A relever également les intrusions musclées dans des représentations de banques helvétiques à Paris. Ces agissements violents ne sont que les prémices d’opérations similaires entre 1945 et 1950 par les « polyvalents », puis, jusqu’à présent sur sol genevois, d’une opération « guigne-merde » par deux gabelous banalisés français. Contrairement aux déductions des médias pensant à un repérage de citoyens français rendant visite en catimini à la Banque Pictet, je pense plutôt que leur mission consistait à repérer des citoyens français ou des Suisses résidant en France et employés de cette banque, pouvant devenir de futurs délateurs attirés par des récompenses sous forme d’espèces sonnantes et trébuchantes. Je ne crois pas à l’idéalisme!

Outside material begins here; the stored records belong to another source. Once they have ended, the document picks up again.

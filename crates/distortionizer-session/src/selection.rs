use std::fmt;
use std::marker::PhantomData;

use distortionizer_core::{Channel, Eye, Selector, Term, TransformMode};

/// Set of selector values (eyes, channels or terms), stored as a bit mask
/// indexed by [`Selector::index`].
#[derive(Clone, Copy, PartialEq, Eq, Hash)]
pub struct SelectorSet<T: Selector> {
    bits: u8,
    _marker: PhantomData<T>,
}

impl<T: Selector> SelectorSet<T> {
    /// Every value selected.
    pub fn all() -> Self {
        Self::from_bits((1u8 << T::ALL.len()) - 1)
    }

    pub fn empty() -> Self {
        Self::from_bits(0)
    }

    /// Exactly one value selected.
    pub fn only(value: T) -> Self {
        let mut set = Self::empty();
        set.insert(value);
        set
    }

    fn from_bits(bits: u8) -> Self {
        Self {
            bits,
            _marker: PhantomData,
        }
    }

    pub fn contains(&self, value: T) -> bool {
        self.bits & (1 << value.index()) != 0
    }

    pub fn insert(&mut self, value: T) {
        self.bits |= 1 << value.index();
    }

    pub fn remove(&mut self, value: T) {
        self.bits &= !(1 << value.index());
    }

    /// Flip membership of `value`; returns whether it is selected afterwards.
    pub fn toggle(&mut self, value: T) -> bool {
        self.bits ^= 1 << value.index();
        self.contains(value)
    }

    pub fn is_empty(&self) -> bool {
        self.bits == 0
    }

    pub fn is_all(&self) -> bool {
        *self == Self::all()
    }

    /// Selected values in storage order.
    pub fn iter(&self) -> impl Iterator<Item = T> + '_ {
        T::ALL.iter().copied().filter(move |v| self.contains(*v))
    }
}

impl<T: Selector> Default for SelectorSet<T> {
    fn default() -> Self {
        Self::all()
    }
}

impl<T: Selector + fmt::Display> fmt::Debug for SelectorSet<T> {
    fn fmt(&self, f: &mut fmt::Formatter<'_>) -> fmt::Result {
        f.debug_set().entries(self.iter()).finish()
    }
}

impl<T: Selector + fmt::Display> fmt::Display for SelectorSet<T> {
    fn fmt(&self, f: &mut fmt::Formatter<'_>) -> fmt::Result {
        if self.is_empty() {
            return f.write_str("-");
        }
        for (i, value) in self.iter().enumerate() {
            if i > 0 {
                f.write_str(",")?;
            }
            write!(f, "{value}")?;
        }
        Ok(())
    }
}

/// Which parameters the next adjustment command targets.
///
/// Eyes, channels and terms toggle independently; the transform mode is a
/// separate enum, so no combination of toggles can alias another.
#[derive(Debug, Clone, Copy, PartialEq, Eq, Default)]
pub struct Selection {
    pub eyes: SelectorSet<Eye>,
    pub channels: SelectorSet<Channel>,
    pub terms: SelectorSet<Term>,
    pub mode: TransformMode,
}

impl Selection {
    /// Whether the (eye, channel, term) cell is targeted by coefficient
    /// commands.
    pub fn targets(&self, eye: Eye, channel: Channel, term: Term) -> bool {
        self.eyes.contains(eye) && self.channels.contains(channel) && self.terms.contains(term)
    }

    /// Every targeted (eye, channel, term) cell in storage order.
    pub fn cells(&self) -> impl Iterator<Item = (Eye, Channel, Term)> + '_ {
        self.eyes.iter().flat_map(move |eye| {
            self.channels
                .iter()
                .flat_map(move |channel| self.terms.iter().map(move |term| (eye, channel, term)))
        })
    }
}

impl fmt::Display for Selection {
    fn fmt(&self, f: &mut fmt::Formatter<'_>) -> fmt::Result {
        write!(
            f,
            "eyes={} channels={} terms={} mode={}",
            self.eyes, self.channels, self.terms, self.mode
        )
    }
}
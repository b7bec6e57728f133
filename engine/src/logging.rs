//! Logger setup for hosts and demos.
//!
//! The library itself only emits through the `log` facade; binaries call
//! [`init`] once at startup. `RUST_LOG` overrides the default level.

use env_logger::{Builder, Env};
use log::LevelFilter;

/// Install the global logger.
///
/// `verbose` lowers the default filter from info to debug.
pub fn init(verbose: bool) {
    let level = if verbose {
        LevelFilter::Debug
    } else {
        LevelFilter::Info
    };

    let env = Env::default().default_filter_or(level.to_string());
    let mut builder = Builder::from_env(env);
    builder.format_timestamp_millis();

    // Already installed (tests, embedding hosts)
    let _ = builder.try_init();
}
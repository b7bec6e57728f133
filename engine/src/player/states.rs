//! Input-driven pose requests
//!
//! Decides, once per frame, which pose the player asked for. Requests are
//! evaluated in priority order sprint > crouch > prone and only the first
//! one that acts is applied.

use serde::{Deserialize, Serialize};

use super::constraints::Constraints;
use super::pose::{PoseState, StateRegistry};
use super::traverser::Traverser;
use crate::events::EventQueue;

/// How a button maps to a state.
#[derive(Debug, Clone, Copy, PartialEq, Eq, Default, Serialize, Deserialize)]
pub enum ButtonInputMode {
    /// Active while held
    #[default]
    Hold,
    /// Each press flips the state
    Toggle,
}

/// Pose intents of one frame.
#[derive(Debug, Clone, Copy, PartialEq, Eq, Default)]
pub struct PoseIntents {
    /// Held level
    pub sprint: bool,
    /// Press edge
    pub crouch: bool,
    /// Press edge
    pub prone: bool,
}

#[derive(Debug, Clone, Default)]
pub struct StatesModule {
    sprint_mode: ButtonInputMode,
    /// Set while the toggle button stays down after it fired
    sprint_lock: bool,
}

impl StatesModule {
    pub fn new(sprint_mode: ButtonInputMode) -> Self {
        Self {
            sprint_mode,
            sprint_lock: false,
        }
    }

    pub fn sprint_mode(&self) -> ButtonInputMode {
        self.sprint_mode
    }

    pub fn set_sprint_mode(&mut self, mode: ButtonInputMode) {
        self.sprint_mode = mode;
        self.sprint_lock = false;
    }

    /// Apply this frame's intents. Returns the state that was requested, if any.
    pub fn process(
        &mut self,
        intents: PoseIntents,
        grounded: bool,
        constraints: &Constraints,
        traverser: &mut Traverser,
        registry: &StateRegistry,
        events: &mut EventQueue,
    ) -> Option<PoseState> {
        let state = traverser.state();

        let request = self
            .sprint_request(intents.sprint, state, grounded, constraints)
            .or_else(|| toggle_request(intents.crouch, constraints.crouch(), PoseState::Crouching, state))
            .or_else(|| toggle_request(intents.prone, constraints.prone(), PoseState::Proning, state))?;

        traverser.go_to(request, registry, events);
        Some(request)
    }

    fn sprint_request(
        &mut self,
        held: bool,
        state: PoseState,
        grounded: bool,
        constraints: &Constraints,
    ) -> Option<PoseState> {
        let sprinting = state == PoseState::Sprinting;

        match self.sprint_mode {
            ButtonInputMode::Hold => {
                if held && constraints.sprint() {
                    (!sprinting && grounded).then_some(PoseState::Sprinting)
                } else {
                    sprinting.then_some(PoseState::Standing)
                }
            }
            ButtonInputMode::Toggle => {
                if !held {
                    self.sprint_lock = false;
                } else if !self.sprint_lock {
                    self.sprint_lock = true;
                    if sprinting {
                        return Some(PoseState::Standing);
                    }
                    if constraints.sprint() {
                        return Some(PoseState::Sprinting);
                    }
                }

                (sprinting && !constraints.sprint()).then_some(PoseState::Standing)
            }
        }
    }
}

/// Press to enter `target`, press again to stand up.
///
/// `allowed` only gates entering; leaving is always possible.
fn toggle_request(pressed: bool, allowed: bool, target: PoseState, state: PoseState) -> Option<PoseState> {
    if !pressed {
        return None;
    }
    if state == target {
        Some(PoseState::Standing)
    } else {
        allowed.then_some(target)
    }
}
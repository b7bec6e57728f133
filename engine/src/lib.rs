//! Vantage Engine Library
//!
//! A first-person character controller driven by a rigid body. The library
//! does not own a physics engine or a renderer: each frame it reads input,
//! queries the world through [`physics::PhysicsWorld`], and hands back the
//! velocity, collider envelope and camera mounts for the host to apply.
//!
//! # Modules
//!
//! - [`player`] - The controller and its pipeline stages (pose, jump, velocity, look)
//! - [`probe`] - Ground and roof shape casts, landing records
//! - [`physics`] - The world seam, the character body, and a reference scene
//! - [`smoothing`] - Bounded and rate-limited scalar values
//! - [`input`] - Per-frame input and a keyboard adapter
//! - [`events`] - Event queue drained by the host after each step
//! - [`config`] - JSON configuration of every tunable
//!
//! # Example
//!
//! ```ignore
//! use vantage_engine::{FirstPersonController, InputFrame, SceneWorld};
//! use vantage_engine::physics::{ColliderDesc, Shape};
//!
//! let mut world = SceneWorld::new();
//! world.add_collider(ColliderDesc::new(Shape::floor(0.0)));
//!
//! let mut controller = FirstPersonController::default();
//! let dt = 1.0 / 60.0;
//!
//! let output = controller.step(dt, &InputFrame::moving(0.0, 1.0), &mut world);
//! let gravity = controller.gravity();
//! controller.body_mut().integrate(dt, gravity);
//!
//! for event in controller.drain_events() {
//!     println!("{event:?}");
//! }
//! ```

pub mod config;
pub mod error;
pub mod events;
pub mod input;
pub mod logging;
pub mod physics;
pub mod player;
pub mod probe;
pub mod smoothing;

pub use config::ControllerConfig;
pub use error::{ConfigError, ControllerError};
pub use events::{ControllerEvent, EventQueue};
pub use input::{ControllerInput, InputFrame, KeyCode, KeyboardInput};
pub use physics::{CharacterBody, PhysicsWorld, SceneWorld};
pub use player::{FirstPersonController, FrameOutput, PoseState, PoseStateData};
//! Input Module
//!
//! The controller reads one snapshot of player intent at the top of every
//! step through [`ControllerInput`]. How the snapshot is produced (keyboard,
//! gamepad, network replay, AI) is up to the host.
//!
//! # Example
//!
//! ```rust,ignore
//! use vantage_engine::input::{KeyCode, KeyboardInput};
//!
//! let mut keyboard = KeyboardInput::new();
//! keyboard.handle_key(KeyCode::W, true);
//! keyboard.handle_key(KeyCode::Space, true);
//!
//! let frame = keyboard.next_frame();
//! assert!(frame.jump);
//! // Still held, but no longer a fresh press
//! assert!(!keyboard.next_frame().jump);
//! ```

pub mod keyboard;

pub use keyboard::{KeyCode, KeyboardInput};

use glam::Vec2;
use serde::{Deserialize, Serialize};

/// Player intent for one step.
///
/// `crouch`, `prone` and `jump` are presses (true on the frame the button
/// went down). `sprint` is the held level.
pub trait ControllerInput {
    /// x = strafe (right positive), y = walk (forward positive), each in `[-1, 1]`
    fn movement_axis(&self) -> Vec2;
    /// Look delta: x = yaw, y = pitch (up positive)
    fn look_axis(&self) -> Vec2;
    fn sprint(&self) -> bool;
    fn crouch(&self) -> bool;
    fn prone(&self) -> bool;
    fn jump(&self) -> bool;
    /// -1 lean left, 1 lean right, 0 upright
    fn lean(&self) -> f32;
}

/// Plain-data input snapshot.
#[derive(Debug, Clone, Copy, PartialEq, Default, Serialize, Deserialize)]
#[serde(default)]
pub struct InputFrame {
    pub movement: Vec2,
    pub look: Vec2,
    pub sprint: bool,
    pub crouch: bool,
    pub prone: bool,
    pub jump: bool,
    pub lean: f32,
}

impl InputFrame {
    pub fn idle() -> Self {
        Self::default()
    }

    /// Walk along the local axes (x strafe, y forward).
    pub fn moving(x: f32, y: f32) -> Self {
        Self {
            movement: Vec2::new(x, y),
            ..Self::default()
        }
    }

    pub fn with_sprint(mut self) -> Self {
        self.sprint = true;
        self
    }

    pub fn with_crouch(mut self) -> Self {
        self.crouch = true;
        self
    }

    pub fn with_prone(mut self) -> Self {
        self.prone = true;
        self
    }

    pub fn with_jump(mut self) -> Self {
        self.jump = true;
        self
    }

    pub fn with_look(mut self, x: f32, y: f32) -> Self {
        self.look = Vec2::new(x, y);
        self
    }
}

impl ControllerInput for InputFrame {
    fn movement_axis(&self) -> Vec2 {
        self.movement
    }

    fn look_axis(&self) -> Vec2 {
        self.look
    }

    fn sprint(&self) -> bool {
        self.sprint
    }

    fn crouch(&self) -> bool {
        self.crouch
    }

    fn prone(&self) -> bool {
        self.prone
    }

    fn jump(&self) -> bool {
        self.jump
    }

    fn lean(&self) -> f32 {
        self.lean
    }
}
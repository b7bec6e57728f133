//! What the player is currently allowed to do.

use serde::{Deserialize, Serialize};

/// Ability toggles, each gated by the master `control` switch.
///
/// Turning `control` off freezes every ability without losing the individual
/// settings, e.g. during cutscenes.
#[derive(Debug, Clone, Copy, PartialEq, Eq, Serialize, Deserialize)]
#[serde(default)]
pub struct Constraints {
    control: bool,
    movement: bool,
    jump: bool,
    jump_from_air: bool,
    sprint: bool,
    crouch: bool,
    prone: bool,
    look: bool,
    lean: bool,
    head_bob: bool,
}

impl Default for Constraints {
    fn default() -> Self {
        Self {
            control: true,
            movement: true,
            jump: true,
            jump_from_air: false,
            sprint: true,
            crouch: true,
            prone: true,
            look: true,
            lean: true,
            head_bob: true,
        }
    }
}

impl Constraints {
    /// Everything allowed except jumping from the air.
    pub fn new() -> Self {
        Self::default()
    }

    pub fn control(&self) -> bool {
        self.control
    }

    pub fn set_control(&mut self, value: bool) {
        self.control = value;
    }

    pub fn movement(&self) -> bool {
        self.control && self.movement
    }

    pub fn set_movement(&mut self, value: bool) {
        self.movement = value;
    }

    pub fn jump(&self) -> bool {
        self.control && self.jump
    }

    pub fn set_jump(&mut self, value: bool) {
        self.jump = value;
    }

    /// First jump may start while already airborne.
    pub fn jump_from_air(&self) -> bool {
        self.control && self.jump_from_air
    }

    pub fn set_jump_from_air(&mut self, value: bool) {
        self.jump_from_air = value;
    }

    pub fn sprint(&self) -> bool {
        self.control && self.sprint
    }

    pub fn set_sprint(&mut self, value: bool) {
        self.sprint = value;
    }

    pub fn crouch(&self) -> bool {
        self.control && self.crouch
    }

    pub fn set_crouch(&mut self, value: bool) {
        self.crouch = value;
    }

    pub fn prone(&self) -> bool {
        self.control && self.prone
    }

    pub fn set_prone(&mut self, value: bool) {
        self.prone = value;
    }

    pub fn look(&self) -> bool {
        self.control && self.look
    }

    pub fn set_look(&mut self, value: bool) {
        self.look = value;
    }

    pub fn lean(&self) -> bool {
        self.control && self.lean
    }

    pub fn set_lean(&mut self, value: bool) {
        self.lean = value;
    }

    pub fn head_bob(&self) -> bool {
        self.control && self.head_bob
    }

    pub fn set_head_bob(&mut self, value: bool) {
        self.head_bob = value;
    }
}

Cette espionnite française perdurant, la dégradation du franc français continuant de plus belle, ce sont les grandes banques suisses de l’époque, la SBS, le Crédit Suisse, la Basler Handelsbank, certaines banques privées, qui ont demandé au Conseil Fédéral d’édicter une loi instaurant le secret bancaire, afin de protéger leurs clients français ; ses dispositions sont entrées en vigueur en 1933. Il est faux de prétendre que ce secret bancaire a été instauré afin de protéger les avoirs des juifs pourchassés par le nazisme. Ce n’est qu’après la Seconde guerre mondiale qu’on a commencé à prétendre que ces dispositions auraient été édictées afin de protéger les avoirs juifs.
Revenons au krach de la Banque Populaire Suisse en 1933. Contrairement à la grande majorité des banques suisses et à l’exception des banques privées organisées en S.A. ou en sociétés de personnes, la BPS était une coopérative avec parts sociales d’une valeur faciale de fr. 1'000.-- C’était typiquement la banque des classes moyennes, de l’artisanat. Seul un nombre restreint de parts pouvait être détenu par famille. Entre les années 1925 et 1932, la BPS s’était très investie Outre-Rhin, notamment à Berlin. Au début de 1933, des nouvelles alarmantes se sont répandues, amenant les épargnants à retirer leurs billes. C’est ainsi que les dirigeants de la BPS, ayant à sa tête M. Hirs, ont appelé le Conseil Fédéral au secours qui, en urgence, via la BNS, a mis 50 millions de bons francs suisses à disposition de la BPS. Vite dispersés, la BPS est revenue à charge et a obtenu un second montant de 50 millions.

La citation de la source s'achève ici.